# First post in flipping ages - new setup



## djedga (Apr 22, 2015)

Very remiss of me to not post for so long.. I've been quite content using my sage dtp for some years but it packed up a couple of months ago.

Attempts to resuscitate failed and I had an excuse to start shopping ?

after a trip to Bella Barista and a few conversations I settled on the Lelit Mara. A compact beauty it is and a definite step up from the Sage.

I'm yet to get used to he steam power (it is so much quicker to steam milk so I have only got one out of three so far textured correctly).

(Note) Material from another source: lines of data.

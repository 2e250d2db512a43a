//! # Services Module
//!
//! This module contains the core business logic services for the
//! StayHub backend. Each service handles a specific domain.
//!
//! ## Services Overview
//!
//! | Service | Responsibility |
//! |---------|---------------|
//! | `BookingManager` | Booking lifecycle, payments, refunds, reviews |
//! | `AvailabilityEngine` | Date validation, overlap checks, price quotes |
//! | `AccessControl` | Role hierarchy, suspension, caller resolution |
//! | `AccountService` | Registration, login, session tokens |
//! | `ListingService` | Host onboarding, listings, search |
//! | `ModerationService` | Listing approval, user suspension |
//! | `DisputeService` | Booking disputes |
//! | `StayCompletionSweeper` | Background completion of finished stays |
//!
//! ## Service Architecture
//!
//! ```text
//! ┌─────────────────────────────────────────────────────────────────┐
//! │                        SERVICES LAYER                            │
//! │                                                                  │
//! │  ┌──────────────────────────────────────────────────────────┐   │
//! │  │                    BookingManager                         │   │
//! │  │  • create()   • set_status()   • cancel()                 │   │
//! │  │  • pay()      • refund_booking()   • review()             │   │
//! │  └──────────────────────────────────────────────────────────┘   │
//! │                              │                                   │
//! │         ┌────────────────────┼────────────────────┐             │
//! │         ▼                    ▼                    ▼             │
//! │  ┌────────────┐      ┌────────────┐       ┌────────────┐       │
//! │  │Availability│      │   Access   │       │  Payment   │       │
//! │  │   Engine   │      │  Control   │       │  Gateway   │       │
//! │  │            │      │            │       │            │       │
//! │  │ Overlaps   │      │ Roles      │       │ Charge     │       │
//! │  │ Pricing    │      │ Ownership  │       │ Refund     │       │
//! │  └────────────┘      └────────────┘       └────────────┘       │
//! │                              │                                   │
//! │                              ▼                                   │
//! │                   MarketplaceStore (db)                          │
//! └─────────────────────────────────────────────────────────────────┘
//! ```

pub mod access;
pub mod accounts;
pub mod availability;
pub mod booking_manager;
pub mod disputes;
pub mod error;
pub mod listing_service;
pub mod moderation;
pub mod payment_gateway;
pub mod rate_limiter;
pub mod stay_completion;

pub use access::{AccessControl, Actor};
pub use accounts::AccountService;
pub use availability::AvailabilityEngine;
pub use booking_manager::BookingManager;
pub use disputes::DisputeService;
pub use error::ServiceError;
pub use listing_service::ListingService;
pub use moderation::ModerationService;
pub use payment_gateway::{MockPaymentGateway, PaymentGateway};
pub use rate_limiter::RateLimiter;
pub use stay_completion::StayCompletionSweeper;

will give myself several lashes for being absent and attempt to spend a bit more time here! So without further ado here is the new setup. Farewell DTP you served me well.


----------



## Banjoman (Apr 18, 2017)

Looks like a good move - congratulations!


----------



## cloughy (Apr 11, 2018)

Nice looking machine that


----------



## djedga (Apr 22, 2015)

It's a beauty!

after a couple of unimpressive (under stretched milk) cappuccinos a nice flat white, don't think it will take too long to get used to the steam...


----------



## Hasi (Dec 27, 2017)

There you go!

After a couple sucessful tries you'll also shake off the excitement and pour neat and straight rosettas









Congrats, great shopping skills, have fun with the new beaut!


----------



## Jony (Sep 8, 2017)

Great move, seems a really capable machine.


----------



## Dumnorix (Dec 29, 2017)

Wow, it's only when you actually see the Mara in a kitchen that you appreciate how compact it is. Looking great!


----------



## djedga (Apr 22, 2015)

It is very compact.

The only thing I would say is the tank access is awkward under a wall cupboard.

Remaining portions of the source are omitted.